-- Data listing --
------------
//! A cursor over the pattern source.

use crate::parse::{error, Error};

/// Scanner owns the pattern's characters, a cursor into them, and the count
/// of capturing groups opened so far.
#[derive(Debug)]
pub(crate) struct Scanner {
    chars: Vec<char>,
    pos: usize,
    capturing_parens: usize,
}

impl Scanner {
    pub(crate) fn new(pattern: &str) -> Self {
        Self {
            chars: pattern.chars().collect(),
            pos: 0,
            capturing_parens: 0,
        }
    }

    /// \return the lookahead character, or None at the end of the pattern.
    #[inline]
    pub(crate) fn next(&self) -> Option<char> {
        self.chars.get(self.pos).copied()
    }

    /// \return the character \p n positions past the lookahead.
    #[inline]
    pub(crate) fn peek_at(&self, n: usize) -> Option<char> {
        self.chars.get(self.pos + n).copied()
    }

    /// \return the unconsumed remainder of the pattern.
    pub(crate) fn rest(&self) -> String {
        self.chars[self.pos..].iter().collect()
    }

    /// If the remaining input starts with \p s, consume it and return true.
    /// Otherwise leave the cursor alone and return false.
    pub(crate) fn try_pop(&mut self, s: &str) -> bool {
        let mut pos = self.pos;
        for c in s.chars() {
            if self.chars.get(pos) != Some(&c) {
                return false;
            }
            pos += 1;
        }
        self.pos = pos;
        true
    }

    /// Consume the lookahead character, which the caller has already inspected.
    #[inline]
    pub(crate) fn advance(&mut self) {
        debug_assert!(self.pos < self.chars.len(), "advanced past end of pattern");
        self.pos += 1;
    }

    /// \return the cursor position, for a later restore().
    #[inline]
    pub(crate) fn checkpoint(&self) -> usize {
        self.pos
    }

    /// Rewind the cursor to a position returned from checkpoint().
    #[inline]
    pub(crate) fn restore(&mut self, checkpoint: usize) {
        self.pos = checkpoint;
    }

    /// Consume and return one character.
    pub(crate) fn pop(&mut self) -> Result<char, Error> {
        match self.next() {
            Some(c) => {
                self.pos += 1;
                Ok(c)
            }
            None => error("Unexpected end of pattern"),
        }
    }

    /// Consume \p c, or raise a SyntaxError carrying \p msg and the remaining
    /// input.
    pub(crate) fn pop_or_syntax_error(&mut self, c: char, msg: &str) -> Result<(), Error> {
        let mut buf = [0; 4];
        if self.try_pop(c.encode_utf8(&mut buf)) {
            Ok(())
        } else {
            Err(self.syntax_error(msg))
        }
    }

    /// Greedily consume one or more decimal digits, returning their value.
    /// The value saturates rather than overflowing; leading zeros are fine.
    pub(crate) fn pop_decimal_digits(&mut self) -> Result<usize, Error> {
        let mut result: usize = 0;
        let mut count = 0;
        while let Some(digit) = self.next().and_then(|c| c.to_digit(10)) {
            self.pos += 1;
            count += 1;
            result = result.saturating_mul(10).saturating_add(digit as usize);
        }
        if count == 0 {
            return Err(self.syntax_error("Expected decimal digits"));
        }
        Ok(result)
    }

    /// \return the number of the capturing group being opened.
    /// Called once per capturing group, in source order, so numbering is
    /// 1-based and left-to-right.
    pub(crate) fn next_capturing_number(&mut self) -> usize {
        self.capturing_parens += 1;
        self.capturing_parens
    }

    /// \return the number of capturing groups opened so far.
    #[inline]
    pub(crate) fn capturing_parens(&self) -> usize {
        self.capturing_parens
    }

    /// Build a SyntaxError with \p msg and the remaining input.
    pub(crate) fn syntax_error(&self, msg: &str) -> Error {
        Error::Syntax(format!("{} at {:?}", msg, self.rest()))
    }
}

#[cfg(test)]
mod tests {
    use super::Scanner;

    #[test]
    fn try_pop_is_atomic() {
        let mut s = Scanner::new("(?:abc)");
        assert!(!s.try_pop("(?="));
        assert_eq!(s.next(), Some('('));
        assert!(s.try_pop("(?:"));
        assert_eq!(s.rest(), "abc)");
        assert!(!s.try_pop("abcd"));
        assert_eq!(s.rest(), "abc)");
    }

    #[test]
    fn checkpoint_and_restore() {
        let mut s = Scanner::new("\\u0041");
        let cp = s.checkpoint();
        assert!(s.try_pop("\\u"));
        s.advance();
        assert_eq!(s.rest(), "041");
        s.restore(cp);
        assert_eq!(s.rest(), "\\u0041");
    }

    #[test]
    fn pop_and_errors() {
        let mut s = Scanner::new("ab");
        assert_eq!(s.pop().unwrap(), 'a');
        assert!(s.pop_or_syntax_error(')', "Unbalanced parenthesis").is_err());
        assert_eq!(s.next(), Some('b'));
        assert!(s.pop_or_syntax_error('b', "unused").is_ok());
        assert!(s.pop().is_err());
        assert_eq!(s.next(), None);
    }

    #[test]
    fn decimal_digits() {
        let mut s = Scanner::new("0010,}");
        assert_eq!(s.pop_decimal_digits().unwrap(), 10);
        assert_eq!(s.next(), Some(','));
        assert!(s.pop_decimal_digits().is_err());

        let mut s = Scanner::new("99999999999999999999999999");
        assert_eq!(s.pop_decimal_digits().unwrap(), usize::MAX);
        assert_eq!(s.next(), None);
    }

    #[test]
    fn capturing_numbers() {
        let mut s = Scanner::new("");
        assert_eq!(s.capturing_parens(), 0);
        assert_eq!(s.next_capturing_number(), 1);
        assert_eq!(s.next_capturing_number(), 2);
        assert_eq!(s.capturing_parens(), 2);
    }

    #[test]
    fn syntax_error_mentions_remaining_input() {
        let s = Scanner::new("abc");
        let err = s.syntax_error("Oops");
        assert!(err.text().contains("Oops"));
        assert!(err.text().contains("abc"));
    }
}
------------
-- Task --
Word for word, output the records that appear above.

-- Output below --
//! A cursor over the pattern source.

use crate::parse::{error, Error};

/// Scanner owns the pattern's characters, a cursor into them, and the count
/// of capturing groups opened so far.
#[derive(Debug)]
pub(crate) struct Scanner {
    chars: Vec<char>,
    pos: usize,
    capturing_parens: usize,
}

impl Scanner {
    pub(crate) fn new(pattern: &str) -> Self {
        Self {
            chars: pattern.chars().collect(),
            pos: 0,
            capturing_parens: 0,
        }
    }

    /// \return the lookahead character, or None at the end of the pattern.
    #[inline]
    pub(crate) fn next(&self) -> Option<char> {
        self.chars.get(self.pos).copied()
    }

    /// \return the character \p n positions past the lookahead.
    #[inline]
    pub(crate) fn peek_at(&self, n: usize) -> Option<char> {
        self.chars.get(self.pos + n).copied()
    }

    /// \return the unconsumed remainder of the pattern.
    pub(crate) fn rest(&self) -> String {
        self.chars[self.pos..].iter().collect()
    }

    /// If the remaining input starts with \p s, consume it and return true.
    /// Otherwise leave the cursor alone and return false.
    pub(crate) fn try_pop(&mut self, s: &str) -> bool {
        let mut pos = self.pos;
        for c in s.chars() {
            if self.chars.get(pos) != Some(&c) {
                return false;
            }
            pos += 1;
        }
        self.pos = pos;
        true
    }

    /// Consume the lookahead character, which the caller has already inspected.
    #[inline]
    pub(crate) fn advance(&mut self) {
        debug_assert!(self.pos < self.chars.len(), "advanced past end of pattern");
        self.pos += 1;
    }

    /// \return the cursor position, for a later restore().
    #[inline]
    pub(crate) fn checkpoint(&self) -> usize {
        self.pos
    }

    /// Rewind the cursor to a position returned from checkpoint().
    #[inline]
    pub(crate) fn restore(&mut self, checkpoint: usize) {
        self.pos = checkpoint;
    }

    /// Consume and return one character.
    pub(crate) fn pop(&mut self) -> Result<char, Error> {
        match self.next() {
            Some(c) => {
                self.pos += 1;
                Ok(c)
            }
            None => error("Unexpected end of pattern"),
        }
    }

    /// Consume \p c, or raise a SyntaxError carrying \p msg and the remaining
    /// input.
    pub(crate) fn pop_or_syntax_error(&mut self, c: char, msg: &str) -> Result<(), Error> {
        let mut buf = [0; 4];
        if self.try_pop(c.encode_utf8(&mut buf)) {
            Ok(())
        } else {
            Err(self.syntax_error(msg))
        }
    }

    /// Greedily consume one or more decimal digits, returning their value.
    /// The value saturates rather than overflowing; leading zeros are fine.
    pub(crate) fn pop_decimal_digits(&mut self) -> Result<usize, Error> {
        let mut result: usize = 0;
        let mut count = 0;
        while let Some(digit) = self.next().and_then(|c| c.to_digit(10)) {
            self.pos += 1;
            count += 1;
            result = result.saturating_mul(10).saturating_add(digit as usize);
        }
        if count == 0 {
            return Err(self.syntax_error("Expected decimal digits"));
        }
        Ok(result)
    }

    /// \return the number of the capturing group being opened.
    /// Called once per capturing group, in source order, so numbering is
    /// 1-based and left-to-right.
    pub(crate) fn next_capturing_number(&mut self) -> usize {
        self.capturing_parens += 1;
        self.capturing_parens
    }

    /// \return the number of capturing groups opened so far.
    #[inline]
    pub(crate) fn capturing_parens(&self) -> usize {
        self.capturing_parens
    }

    /// Build a SyntaxError with \p msg and the remaining input.
    pub(crate) fn syntax_error(&self, msg: &str) -> Error {
        Error::Syntax(format!("{} at {:?}", msg, self.rest()))
    }
}

#[cfg(test)]
mod tests {
    use super::Scanner;

    #[test]
    fn try_pop_is_atomic() {
        let mut s = Scanner::new("(?:abc)");
        assert!(!s.try_pop("(?="));
        assert_eq!(s.next(), Some('('));
        assert!(s.try_pop("(?:"));
        assert_eq!(s.rest(), "abc)");
        assert!(!s.try_pop("abcd"));
        assert_eq!(s.rest(), "abc)");
    }

    #[test]
    fn checkpoint_and_restore() {
        let mut s = Scanner::new("\\u0041");
        let cp = s.checkpoint();
        assert!(s.try_pop("\\u"));
        s.advance();
        assert_eq!(s.rest(), "041");
        s.restore(cp);
        assert_eq!(s.rest(), "\\u0041");
    }

    #[test]
    fn pop_and_errors() {
        let mut s = Scanner::new("ab");
        assert_eq!(s.pop().unwrap(), 'a');
        assert!(s.pop_or_syntax_error(')', "Unbalanced parenthesis").is_err());
        assert_eq!(s.next(), Some('b'));
        assert!(s.pop_or_syntax_error('b', "unused").is_ok());
        assert!(s.pop().is_err());
        assert_eq!(s.next(), None);
    }

    #[test]
    fn decimal_digits() {
        let mut s = Scanner::new("0010,}");
        assert_eq!(s.pop_decimal_digits().unwrap(), 10);
        assert_eq!(s.next(), Some(','));
        assert!(s.pop_decimal_digits().is_err());

        let mut s = Scanner::new("99999999999999999999999999");
        assert_eq!(s.pop_decimal_digits().unwrap(), usize::MAX);
        assert_eq!(s.next(), None);
    }

    #[test]
    fn capturing_numbers() {
        let mut s = Scanner::new("");
        assert_eq!(s.capturing_parens(), 0);
        assert_eq!(s.next_capturing_number(), 1);
        assert_eq!(s.next_capturing_number(), 2);
        assert_eq!(s.capturing_parens(), 2);
    }

    #[test]
    fn syntax_error_mentions_remaining_input() {
        let s = Scanner::new("abc");
        let err = s.syntax_error("Oops");
        assert!(err.text().contains("Oops"));
        assert!(err.text().contains("abc"));
    }
}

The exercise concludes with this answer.